Problem to work on — Lift out all lines below that contain "body".

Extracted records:
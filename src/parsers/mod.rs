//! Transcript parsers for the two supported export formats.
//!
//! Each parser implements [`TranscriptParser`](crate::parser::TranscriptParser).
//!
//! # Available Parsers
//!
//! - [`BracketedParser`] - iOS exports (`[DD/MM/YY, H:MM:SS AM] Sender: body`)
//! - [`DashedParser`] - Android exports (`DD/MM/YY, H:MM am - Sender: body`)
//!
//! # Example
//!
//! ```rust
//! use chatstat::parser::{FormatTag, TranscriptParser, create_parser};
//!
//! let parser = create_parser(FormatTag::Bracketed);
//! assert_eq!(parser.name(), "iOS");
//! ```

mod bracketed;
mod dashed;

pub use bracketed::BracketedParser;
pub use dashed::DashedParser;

Answer section —
//! - [`BracketedParser`] - iOS exports (`[DD/MM/YY, H:MM:SS AM] Sender: body`)
//! - [`DashedParser`] - Android exports (`DD/MM/YY, H:MM am - Sender: body`)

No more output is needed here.